An
enzyme with both inorganic
polyphosphate [poly(P)]- and
ATP-dependent
NAD kinase activities was isolated from Micrococcus flavus. The
enzyme was a dimer consisting of 34 kDa subunits, and was named poly(P)/
ATP-
NAD kinase. Internal amino acid sequences of the
enzyme showed homologies with some function-unknown
proteins released on the GenBank database. Among such
proteins, hypothetical Rv1695
protein (Accession No. Z98268-16), which was encoded by a gene named "Rv1695" on genomic
DNA of Mycobacterium tuberculosis H37Rv, was proposed to be poly(P)-dependent
NAD kinase.
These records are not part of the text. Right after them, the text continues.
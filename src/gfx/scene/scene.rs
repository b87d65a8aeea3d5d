use std::collections::BTreeMap;

use cgmath::Vector3;

use super::view::{SceneObject, SceneView, User};

/// Tile coordinate on the ground grid
pub type TileKey = (i32, i32);

/// Minimal tiled scene for hosts without their own entity storage
///
/// Tiles are kept in a `BTreeMap`, which gives the stable traversal order the
/// renderer relies on.
#[derive(Debug, Default, Clone)]
pub struct TiledScene {
    users: Vec<User>,
    tiles: BTreeMap<TileKey, Vec<SceneObject>>,
}

impl TiledScene {
    pub fn new() -> Self {
        Self::default()
    }

    /// Adds a user and returns its index
    pub fn add_user(&mut self, position: Vector3<f32>, look_direction: Vector3<f32>) -> usize {
        self.users.push(User {
            camera_position: position,
            camera_look_direction: look_direction,
        });
        self.users.len() - 1
    }

    pub fn user_mut(&mut self, index: usize) -> Option<&mut User> {
        self.users.get_mut(index)
    }

    /// Places a registered mesh at `position` inside `tile`
    pub fn add_object(&mut self, tile: TileKey, position: Vector3<f32>, mesh_index: usize) {
        self.tiles.entry(tile).or_default().push(SceneObject {
            position,
            mesh_index,
        });
    }

    pub fn object_count(&self) -> usize {
        self.tiles.values().map(Vec::len).sum()
    }
}

impl SceneView for TiledScene {
    type Tile = TileKey;

    fn user(&self, index: usize) -> Option<User> {
        self.users.get(index).copied()
    }

    fn tiles(&self) -> impl Iterator<Item = TileKey> + '_ {
        self.tiles.keys().copied()
    }

    fn objects(&self, tile: &TileKey) -> impl Iterator<Item = SceneObject> + '_ {
        self.tiles.get(tile).into_iter().flatten().copied()
    }
}
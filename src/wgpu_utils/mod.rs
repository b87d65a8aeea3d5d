// src/wgpu_utils/mod.rs
//! WGPU utility functions and helpers
//!
//! Provides convenient wrappers for common wgpu operations.

pub mod binding_types;
pub mod error_scope;
pub mod uniform_buffer;

// Re-export main types
pub use binding_types::*;
pub use error_scope::{scoped, validation_message};
pub use uniform_buffer::DynamicUniformBuffer;
//! # Procedural Meshes
//!
//! Small fixed meshes synthesized without file I/O. Kinds that have no
//! generator yet report [`EngineError::ProceduralNotImplemented`].

use super::MeshData;
use crate::{
    error::{EngineError, EngineResult},
    gfx::scene::vertex::ColorVertex,
};

const GREEN: [f32; 4] = [0.0, 1.0, 0.0, 1.0];

/// Procedural mesh kinds, numbered as hosts pass them in
#[derive(Debug, Clone, Copy, PartialEq, Eq, Hash)]
pub enum ProceduralKind {
    Plane = 0,
    Triangle = 1,
    Cube = 2,
    Sphere = 3,
    Torus = 4,
}

impl TryFrom<u8> for ProceduralKind {
    type Error = EngineError;

    fn try_from(value: u8) -> Result<Self, Self::Error> {
        match value {
            0 => Ok(Self::Plane),
            1 => Ok(Self::Triangle),
            2 => Ok(Self::Cube),
            3 => Ok(Self::Sphere),
            4 => Ok(Self::Torus),
            other => Err(EngineError::UnknownProceduralKind(other)),
        }
    }
}

/// Builds the mesh for `kind`
pub fn generate_procedural(kind: ProceduralKind) -> EngineResult<MeshData> {
    match kind {
        ProceduralKind::Plane => Ok(generate_plane()),
        ProceduralKind::Triangle => Ok(generate_triangle()),
        ProceduralKind::Cube | ProceduralKind::Sphere | ProceduralKind::Torus => {
            Err(EngineError::ProceduralNotImplemented(kind))
        }
    }
}

/// Unit quad in the XY plane: 4 vertices, 2 triangles sharing the 1-2 edge
pub fn generate_plane() -> MeshData {
    const HALF: f32 = 0.5;

    MeshData {
        vertices: vec![
            ColorVertex::new([-HALF, -HALF, 0.0], GREEN), // bottom left
            ColorVertex::new([-HALF, HALF, 0.0], GREEN),  // top left
            ColorVertex::new([HALF, -HALF, 0.0], GREEN),  // bottom right
            ColorVertex::new([HALF, HALF, 0.0], GREEN),   // top right
        ],
        indices: vec![0, 1, 2, 3, 2, 1],
        ..MeshData::default()
    }
}

/// Single triangle: bottom left, top middle, bottom right
pub fn generate_triangle() -> MeshData {
    MeshData {
        vertices: vec![
            ColorVertex::new([-1.0, -1.0, 0.0], GREEN),
            ColorVertex::new([0.0, 1.0, 0.0], GREEN),
            ColorVertex::new([1.0, -1.0, 0.0], GREEN),
        ],
        indices: vec![0, 1, 2],
        ..MeshData::default()
    }
}

#[cfg(test)]
mod tests {
    use super::*;

    #[test]
    fn test_plane_generation() {
        let plane = generate_procedural(ProceduralKind::Plane).unwrap();
        assert_eq!(plane.vertex_count(), 4);
        assert_eq!(plane.index_count(), 6);
        assert_eq!(plane.triangle_count(), 2);

        // the two triangles share exactly one edge
        let first: Vec<u32> = plane.indices[..3].to_vec();
        let shared = plane.indices[3..].iter().filter(|i| first.contains(i)).count();
        assert_eq!(shared, 2);
    }

    #[test]
    fn test_triangle_generation() {
        let triangle = generate_procedural(ProceduralKind::Triangle).unwrap();
        assert_eq!(triangle.vertex_count(), 3);
        assert_eq!(triangle.indices, vec![0, 1, 2]);
        assert_eq!(triangle.vertices[1].position, [0.0, 1.0, 0.0]);
    }

    #[test]
    fn test_missing_generators_are_reported() {
        for kind in [ProceduralKind::Cube, ProceduralKind::Sphere, ProceduralKind::Torus] {
            let err = generate_procedural(kind).unwrap_err();
            assert!(matches!(err, EngineError::ProceduralNotImplemented(k) if k == kind));
        }
    }

    #[test]
    fn test_kind_from_u8() {
        assert_eq!(ProceduralKind::try_from(0).unwrap(), ProceduralKind::Plane);
        assert_eq!(ProceduralKind::try_from(4).unwrap(), ProceduralKind::Torus);
        assert!(matches!(
            ProceduralKind::try_from(9),
            Err(EngineError::UnknownProceduralKind(9))
        ));
    }
}
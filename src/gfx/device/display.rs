//! Display modes and the presentation state that survives a refresh

use super::{projection::Projections, settings::GraphicSettings};

#[derive(Debug, Clone, Copy, PartialEq, Eq, Hash)]
pub struct Resolution {
    pub width: u32,
    pub height: u32,
}

impl Resolution {
    pub fn new(width: u32, height: u32) -> Self {
        Self { width, height }
    }

    fn distance(&self, other: &Resolution) -> u64 {
        u64::from(self.width.abs_diff(other.width)) + u64::from(self.height.abs_diff(other.height))
    }
}

impl From<winit::dpi::PhysicalSize<u32>> for Resolution {
    fn from(size: winit::dpi::PhysicalSize<u32>) -> Self {
        Self::new(size.width, size.height)
    }
}

/// Resolutions offered by the display, recorded once at start-up
#[derive(Debug, Clone, PartialEq)]
pub struct DisplayModes {
    modes: Vec<Resolution>,
    selected: Resolution,
}

impl DisplayModes {
    /// Records the offered modes and selects the one closest to `requested`
    ///
    /// Duplicates (the same size at several refresh rates) are collapsed,
    /// keeping first-seen order. An empty list degrades to the requested size.
    pub fn new(offered: impl IntoIterator<Item = Resolution>, requested: Resolution) -> Self {
        let mut modes: Vec<Resolution> = Vec::new();
        for mode in offered {
            if !modes.contains(&mode) {
                modes.push(mode);
            }
        }
        if modes.is_empty() {
            modes.push(requested);
        }

        let selected = modes
            .iter()
            .copied()
            .min_by_key(|mode| mode.distance(&requested))
            .unwrap_or(requested);

        Self { modes, selected }
    }

    /// Enumerates the video modes of the window's monitor
    pub fn from_window(window: &winit::window::Window, requested: Resolution) -> Self {
        let monitor = window.current_monitor().or_else(|| window.primary_monitor());
        match monitor {
            Some(monitor) => Self::new(
                monitor.video_modes().map(|mode| Resolution::from(mode.size())),
                requested,
            ),
            None => {
                log::warn!("no monitor reported; only the requested size is available");
                Self::new(std::iter::empty(), requested)
            }
        }
    }

    pub fn resolutions(&self) -> &[Resolution] {
        &self.modes
    }

    pub fn selected(&self) -> Resolution {
        self.selected
    }
}

/// Surface-independent half of the device context
///
/// Holds what [`DeviceContext::refresh`](super::DeviceContext::refresh) must
/// keep (the display modes) next to what it must recompute (the projections).
#[derive(Debug, Clone)]
pub struct Presentation {
    display_modes: DisplayModes,
    settings: GraphicSettings,
    projections: Projections,
}

impl Presentation {
    pub fn new(display_modes: DisplayModes, settings: &GraphicSettings) -> Self {
        Self {
            display_modes,
            settings: settings.clone(),
            projections: Projections::new(settings),
        }
    }

    pub fn refresh(&mut self, settings: &GraphicSettings) {
        self.settings = settings.clone();
        self.projections = Projections::new(settings);
    }

    pub fn display_modes(&self) -> &DisplayModes {
        &self.display_modes
    }

    pub fn settings(&self) -> &GraphicSettings {
        &self.settings
    }

    pub fn projections(&self) -> &Projections {
        &self.projections
    }

    pub fn size(&self) -> Resolution {
        Resolution::new(
            self.settings.window_width.max(1),
            self.settings.window_height.max(1),
        )
    }
}

#[cfg(test)]
mod tests {
    use super::*;

    fn monitor_modes() -> Vec<Resolution> {
        vec![
            Resolution::new(1920, 1080),
            Resolution::new(1920, 1080),
            Resolution::new(1600, 900),
            Resolution::new(1280, 720),
            Resolution::new(800, 600),
        ]
    }

    #[test]
    fn closest_mode_is_selected() {
        let modes = DisplayModes::new(monitor_modes(), Resolution::new(1300, 700));
        assert_eq!(modes.selected(), Resolution::new(1280, 720));
        assert_eq!(modes.resolutions().len(), 4);
    }

    #[test]
    fn empty_mode_list_falls_back_to_request() {
        let modes = DisplayModes::new(Vec::new(), Resolution::new(1024, 768));
        assert_eq!(modes.resolutions(), &[Resolution::new(1024, 768)]);
        assert_eq!(modes.selected(), Resolution::new(1024, 768));
    }

    #[test]
    fn refresh_keeps_modes_and_updates_aspect() {
        let initial = GraphicSettings::default().with_size(1920, 1080);
        let modes = DisplayModes::new(monitor_modes(), Resolution::new(1920, 1080));
        let mut presentation = Presentation::new(modes, &initial);
        let before = presentation.display_modes().resolutions().to_vec();

        presentation.refresh(&initial.clone().with_size(1280, 720));

        assert_eq!(presentation.display_modes().resolutions(), before.as_slice());
        let aspect = presentation.projections().aspect_ratio();
        assert!((aspect - 1280.0 / 720.0).abs() < 1e-6);
        assert_eq!(presentation.size(), Resolution::new(1280, 720));
        assert_eq!(presentation.settings().window_width, 1280);
    }
}
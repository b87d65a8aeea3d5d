//! Read-only view of the host's scene
//!
//! The engine never owns entities or tiles; each frame it asks the host for
//! the active user's camera and walks tiles and their objects through this
//! trait.

use cgmath::Vector3;

/// Camera of a user taking part in the scene
#[derive(Debug, Clone, Copy, PartialEq)]
pub struct User {
    pub camera_position: Vector3<f32>,
    pub camera_look_direction: Vector3<f32>,
}

/// A drawable object placed in a tile
#[derive(Debug, Clone, Copy, PartialEq)]
pub struct SceneObject {
    pub position: Vector3<f32>,
    /// Index returned by model registration
    pub mesh_index: usize,
}

/// Query interface the frame orchestrator renders from
///
/// `tiles` and `objects` should yield a stable order. The orchestrator walks
/// them once per frame, collecting the draws before it records any.
pub trait SceneView {
    type Tile;

    fn user(&self, index: usize) -> Option<User>;

    fn tiles(&self) -> impl Iterator<Item = Self::Tile> + '_;

    fn objects(&self, tile: &Self::Tile) -> impl Iterator<Item = SceneObject> + '_;
}
//! Texture resources
//!
//! GPU textures with their view and sampler: the depth buffer owned by the
//! device context, and shader-readable images loaded by the asset cache.

use std::path::Path;

use crate::{
    error::{EngineError, EngineResult},
    wgpu_utils::scoped,
};

/// GPU texture resource containing texture, view, and sampler
#[derive(Debug, Clone)]
pub struct TextureResource {
    pub texture: wgpu::Texture,
    pub view: wgpu::TextureView,
    pub sampler: wgpu::Sampler,
}

/// Channel layout requested for an image texture
#[derive(Debug, Clone, Copy, PartialEq, Eq)]
pub enum TextureComponents {
    R,
    Rg,
    Rgba,
}

impl TextureComponents {
    /// Maps a channel count to a layout; 3 and unknown counts use RGBA
    pub fn from_count(components: u8) -> Self {
        match components {
            1 => Self::R,
            2 => Self::Rg,
            _ => Self::Rgba,
        }
    }

    pub fn format(&self) -> wgpu::TextureFormat {
        match self {
            Self::R => wgpu::TextureFormat::R8Unorm,
            Self::Rg => wgpu::TextureFormat::Rg8Unorm,
            Self::Rgba => wgpu::TextureFormat::Rgba8UnormSrgb,
        }
    }

    pub fn bytes_per_pixel(&self) -> u32 {
        match self {
            Self::R => 1,
            Self::Rg => 2,
            Self::Rgba => 4,
        }
    }

    /// Converts a decoded image into tightly packed texels of this layout
    pub fn texels(&self, image: image::DynamicImage) -> Vec<u8> {
        match self {
            Self::R => image.into_luma8().into_raw(),
            Self::Rg => image.into_luma_alpha8().into_raw(),
            Self::Rgba => image.into_rgba8().into_raw(),
        }
    }
}

impl TextureResource {
    /// Depth buffer format used throughout the engine
    pub const DEPTH_FORMAT: wgpu::TextureFormat = wgpu::TextureFormat::Depth32Float;

    /// Creates a depth texture matching the surface configuration
    ///
    /// # Arguments
    /// * `device` - WGPU device for creating resources
    /// * `config` - Surface configuration to match dimensions
    /// * `label` - Debug label for the texture
    pub fn create_depth_texture(
        device: &wgpu::Device,
        config: &wgpu::SurfaceConfiguration,
        label: &str,
    ) -> Self {
        let size = wgpu::Extent3d {
            width: config.width.max(1),
            height: config.height.max(1),
            depth_or_array_layers: 1,
        };

        let texture = device.create_texture(&wgpu::TextureDescriptor {
            label: Some(label),
            size,
            mip_level_count: 1,
            sample_count: 1,
            dimension: wgpu::TextureDimension::D2,
            format: Self::DEPTH_FORMAT,
            usage: wgpu::TextureUsages::RENDER_ATTACHMENT,
            view_formats: &[],
        });
        let view = texture.create_view(&wgpu::TextureViewDescriptor::default());

        let sampler = device.create_sampler(&wgpu::SamplerDescriptor {
            label: Some(label),
            compare: Some(wgpu::CompareFunction::LessEqual),
            ..Default::default()
        });

        Self {
            texture,
            view,
            sampler,
        }
    }

    /// Decodes an image file and uploads it as a shader-readable texture
    ///
    /// # Arguments
    /// * `device` - WGPU device for creating resources
    /// * `queue` - WGPU queue for uploading texels
    /// * `path` - Image file to decode
    /// * `components` - Channel layout to store on the GPU
    pub fn from_image_file(
        device: &wgpu::Device,
        queue: &wgpu::Queue,
        path: &Path,
        components: TextureComponents,
    ) -> EngineResult<Self> {
        let image = image::open(path).map_err(|err| match err {
            image::ImageError::IoError(source) => EngineError::AssetNotFound {
                path: path.to_path_buf(),
                source,
            },
            other => EngineError::ResourceCreation {
                label: path.display().to_string(),
                message: other.to_string(),
            },
        })?;

        let (width, height) = (image.width(), image.height());
        let texels = components.texels(image);
        let label = path.display().to_string();

        Self::from_texels(device, queue, &texels, width, height, components, &label)
    }

    /// Uploads tightly packed texels into a new 2D texture
    ///
    /// Creation and upload run inside an error scope, so a size the device
    /// rejects comes back as `ResourceCreation` instead of a device panic.
    pub fn from_texels(
        device: &wgpu::Device,
        queue: &wgpu::Queue,
        texels: &[u8],
        width: u32,
        height: u32,
        components: TextureComponents,
        label: &str,
    ) -> EngineResult<Self> {
        scoped(device, label, || {
            Self::upload_texels(device, queue, texels, width, height, components, label)
        })
    }

    fn upload_texels(
        device: &wgpu::Device,
        queue: &wgpu::Queue,
        texels: &[u8],
        width: u32,
        height: u32,
        components: TextureComponents,
        label: &str,
    ) -> Self {
        let size = wgpu::Extent3d {
            width,
            height,
            depth_or_array_layers: 1,
        };

        let texture = device.create_texture(&wgpu::TextureDescriptor {
            label: Some(label),
            size,
            mip_level_count: 1,
            sample_count: 1,
            dimension: wgpu::TextureDimension::D2,
            format: components.format(),
            usage: wgpu::TextureUsages::TEXTURE_BINDING | wgpu::TextureUsages::COPY_DST,
            view_formats: &[],
        });

        queue.write_texture(
            wgpu::TexelCopyTextureInfo {
                texture: &texture,
                mip_level: 0,
                origin: wgpu::Origin3d::ZERO,
                aspect: wgpu::TextureAspect::All,
            },
            texels,
            wgpu::TexelCopyBufferLayout {
                offset: 0,
                bytes_per_row: Some(components.bytes_per_pixel() * width),
                rows_per_image: Some(height),
            },
            size,
        );

        let view = texture.create_view(&wgpu::TextureViewDescriptor::default());
        let sampler = device.create_sampler(&wgpu::SamplerDescriptor {
            label: Some(&format!("{} Sampler", label)),
            address_mode_u: wgpu::AddressMode::Repeat,
            address_mode_v: wgpu::AddressMode::Repeat,
            address_mode_w: wgpu::AddressMode::Repeat,
            mag_filter: wgpu::FilterMode::Linear,
            min_filter: wgpu::FilterMode::Linear,
            mipmap_filter: wgpu::FilterMode::Nearest,
            ..Default::default()
        });

        Self {
            texture,
            view,
            sampler,
        }
    }
}

#[cfg(test)]
mod tests {
    use super::*;

    #[test]
    fn component_counts_select_formats() {
        assert_eq!(TextureComponents::from_count(1).format(), wgpu::TextureFormat::R8Unorm);
        assert_eq!(TextureComponents::from_count(2).format(), wgpu::TextureFormat::Rg8Unorm);
        assert_eq!(TextureComponents::from_count(3), TextureComponents::Rgba);
        assert_eq!(TextureComponents::from_count(0), TextureComponents::Rgba);
    }

    #[test]
    fn rgb_images_expand_to_rgba() {
        let image = image::DynamicImage::ImageRgb8(image::RgbImage::from_pixel(
            2,
            1,
            image::Rgb([10, 20, 30]),
        ));
        let texels = TextureComponents::Rgba.texels(image);
        assert_eq!(texels, vec![10, 20, 30, 255, 10, 20, 30, 255]);
    }
}
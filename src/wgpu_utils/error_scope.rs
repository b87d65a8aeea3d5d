// src/wgpu_utils/error_scope.rs
//! Turns wgpu's deferred validation errors into results
//!
//! wgpu reports most creation failures through the device's error handler
//! rather than return values. Wrapping a call in an error scope lets the
//! engine propagate them like any other failure.

use crate::error::{EngineError, EngineResult};

/// Runs `f` inside validation and out-of-memory error scopes
///
/// # Arguments
/// * `device` - Device the resources are created on
/// * `label` - Name used in the returned error
/// * `f` - Closure creating the resource(s)
pub fn scoped<T>(device: &wgpu::Device, label: &str, f: impl FnOnce() -> T) -> EngineResult<T> {
    device.push_error_scope(wgpu::ErrorFilter::OutOfMemory);
    device.push_error_scope(wgpu::ErrorFilter::Validation);

    let value = f();

    let validation = pollster::block_on(device.pop_error_scope());
    let out_of_memory = pollster::block_on(device.pop_error_scope());

    match validation.or(out_of_memory) {
        Some(error) => Err(EngineError::ResourceCreation {
            label: label.to_owned(),
            message: error.to_string(),
        }),
        None => Ok(value),
    }
}

/// Like [`scoped`], but hands the raw wgpu error message back to the caller
pub fn validation_message<T>(device: &wgpu::Device, f: impl FnOnce() -> T) -> (T, Option<String>) {
    device.push_error_scope(wgpu::ErrorFilter::Validation);
    let value = f();
    let error = pollster::block_on(device.pop_error_scope());
    (value, error.map(|error| error.to_string()))
}
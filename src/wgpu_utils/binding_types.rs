// src/wgpu_utils/binding_types.rs
//! WGPU binding type utilities

/// Uniform buffer addressed with a dynamic offset per draw
pub fn uniform_dynamic<Content>() -> wgpu::BindingType {
    wgpu::BindingType::Buffer {
        ty: wgpu::BufferBindingType::Uniform,
        has_dynamic_offset: true,
        min_binding_size: wgpu::BufferSize::new(std::mem::size_of::<Content>() as u64),
    }
}

/// Layout entry for a dynamic uniform visible to the vertex stage
pub fn vertex_uniform_entry<Content>(binding: u32) -> wgpu::BindGroupLayoutEntry {
    wgpu::BindGroupLayoutEntry {
        binding,
        visibility: wgpu::ShaderStages::VERTEX,
        ty: uniform_dynamic::<Content>(),
        count: None,
    }
}
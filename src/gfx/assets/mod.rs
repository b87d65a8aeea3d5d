//! Asset importing and caching
//!
//! - [`obj_importer`] parses OBJ files into [`MeshData`](crate::gfx::geometry::MeshData)
//! - [`Mesh`] is the uploaded, immutable GPU form
//! - [`AssetCache`] deduplicates meshes and textures by source identity

pub mod arena;
pub mod cache;
pub mod mesh;
pub mod obj_importer;

pub use arena::AssetArena;
pub use cache::{AssetCache, AssetKey};
pub use mesh::Mesh;
pub use obj_importer::{import_obj, ObjCounts};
By cloning and expression in Escherichia coli, Rv1695 was shown to encode poly(P)/
ATP-
NAD kinase and named ppnk. The ppnk product, recombinant-poly(P)/
ATP-
NAD kinase (Ppnk) was purified and characterized. The
enzyme was a tetramaer consisting of 35 kDa subunits when expressed in E. coli. Poly(P)/
ATP-
NAD kinases of M. flavus and Ppnk of M.
tuberculosis H37Rv specifically and completely phosphorylated
NAD by utilizing commercially available poly(P)s and
nucleoside triphosphates as phosphoryl donors.